Chekhov learned the technique of internal writing, of closing the emotional distance between narrator/reader and his characters until the reader was inside the characters. Interestingly, Chekhov was more successful at this internal writing when he used a third-person point of view and the narrator moves from outside the characters to inside, as if zooming in on details of a painting. It's the shift of perspective that gives a lot of power to the emotional emphasis Chekhov's providing. When he wrote first-person narratives, the narrator's claims about his own emotions are less moving. Chekhov can only get his reader to feel the emotion when there's irony in the situation, the narrator not seeing what's really happening. I don't know if Chekhov ever solved that particular narrative problem. Maybe it didn't present itself as a problem to him.

Also, of course, statements about feelings sound more true when spoken by an impersonal voice than when spoken by the person doing the feeling. "She was miserable" is more easily believed than "I am miserable." I don't know why that is. Possibly we've all been trained to doubt when folks bear witness to their own emotions. What's that say about us?


  1. It says we are experienced readers of fiction.

    By the way, feel free to steal that passage. It is public domain, and its use lets you call your work a collage.

    By the other way, a copy of your book that is supposedly published on March 1 is supposed to arrive at my house today.

  2. But we're not supposed to acknowledge the artifice inherent in art. Except when we are. Unreliable narrators have spoiled us.

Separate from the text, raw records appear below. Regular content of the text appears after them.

// Copyright (c) 2025 Geoffrey Huntley <ghuntley@ghuntley.com>. All rights reserved.
// SPDX-License-Identifier: Proprietary

//! Core types for the Toggle feature flag evaluator.
//!
//! This crate holds everything that is a pure function of its inputs: the
//! resolved [`FlagConfiguration`], targeting [`Rule`]s and their evaluation,
//! and the stable percentage bucketer. The server-side resolver and
//! orchestrator live in `toggle-server-flags`.
//!
//! # Fail-closed defaults
//!
//! A rule mismatch or a rollout miss always evaluates to disabled. Some earlier
//! versions of this evaluator returned enabled on a rule mismatch; that is not
//! the behavior here.
//!
//! # Example
//!
//! ```
//! use toggle_flags_core::{evaluate_rules, is_in_rollout, FlagConfiguration, UserAttributes};
//!
//! let config = FlagConfiguration::from_stored(
//!     true,
//!     100,
//!     &[serde_json::json!({"field": "plan", "operator": "equals", "value": "premium"})],
//! );
//!
//! let mut user = UserAttributes::new();
//! user.insert("id".to_string(), serde_json::json!("u1"));
//! user.insert("plan".to_string(), serde_json::json!("premium"));
//!
//! assert!(evaluate_rules(&config.rules, &user));
//! assert!(is_in_rollout("u1", config.effective_rollout()));
//! ```

pub mod bucket;
pub mod configuration;
pub mod error;
pub mod evaluation;
pub mod rule;

pub use bucket::{bucket_for, is_in_rollout, BUCKET_COUNT};
pub use configuration::FlagConfiguration;
pub use error::{FlagsError, Result};
pub use evaluation::{
	EvaluationOutcome, EvaluationReason, EvaluationRequest, EvaluationResponse, UserAttributes,
	SUBJECT_ID_ATTRIBUTE,
};
pub use rule::{evaluate_rules, RawRule, Rule, RuleOperator, RuleValue, TargetingRule};
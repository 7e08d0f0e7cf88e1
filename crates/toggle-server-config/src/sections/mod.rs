// Copyright (c) 2025 Geoffrey Huntley <ghuntley@ghuntley.com>. All rights reserved.
// SPDX-License-Identifier: Proprietary

//! Configuration sections.

mod cache;
mod database;
mod evaluation;
mod http;
mod logging;

pub use cache::{CacheConfig, CacheConfigLayer};
pub use database::{DatabaseConfig, DatabaseConfigLayer};
pub use evaluation::{EvaluationConfig, EvaluationConfigLayer};
pub use http::{HttpConfig, HttpConfigLayer};
pub use logging::{LogFormat, LoggingConfig, LoggingConfigLayer};
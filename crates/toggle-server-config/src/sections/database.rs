// Copyright (c) 2025 Geoffrey Huntley <ghuntley@ghuntley.com>. All rights reserved.
// SPDX-License-Identifier: Proprietary

//! Configuration store database.

use serde::Deserialize;

const DEFAULT_URL: &str = "sqlite:./toggle.db";

#[derive(Debug, Clone)]
pub struct DatabaseConfig {
	pub url: String,
}

impl Default for DatabaseConfig {
	fn default() -> Self {
		Self {
			url: DEFAULT_URL.to_string(),
		}
	}
}

#[derive(Debug, Clone, Default, Deserialize)]
pub struct DatabaseConfigLayer {
	#[serde(default)]
	pub url: Option<String>,
}

impl DatabaseConfigLayer {
	pub fn merge(&mut self, other: DatabaseConfigLayer) {
		if other.url.is_some() {
			self.url = other.url;
		}
	}

	pub fn finalize(self) -> DatabaseConfig {
		DatabaseConfig {
			url: self.url.unwrap_or_else(|| DEFAULT_URL.to_string()),
		}
	}
}
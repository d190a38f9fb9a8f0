use core::fmt;

use embedded_io::Write;

/// Adapts a byte-oriented serial writer (e.g. a UART) to [`fmt::Write`].
///
/// Diagnostic lines are formatted straight onto the wire.
pub struct SerialConsole<W> {
    inner: W,
}

impl<W: Write> SerialConsole<W> {
    #[must_use]
    pub const fn new(inner: W) -> Self {
        Self { inner }
    }

    /// Hand back the underlying writer.
    #[must_use]
    pub fn into_inner(self) -> W {
        self.inner
    }
}

impl<W: Write> fmt::Write for SerialConsole<W> {
    fn write_str(&mut self, text: &str) -> fmt::Result {
        self.inner
            .write_all(text.as_bytes())
            .map_err(|_| fmt::Error)
    }
}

    I know that all of Garnett's translations are out of copyright now, but what I want from Chekhov, really, is the artistic sensitivity to write those such passages when I require them. I'm working on it.

    That's exciting about my supposed book. Supposedly people are buying it already. It's getting good reviews, though there is no way it lives up to Ben Thompson's hyperbolic blurb.

    Official pub dates are just another fiction.

  3. Is your use of "collage" a David Shields reference?

  4. Yes, a reference to his latest unreliably narrated work of fiction.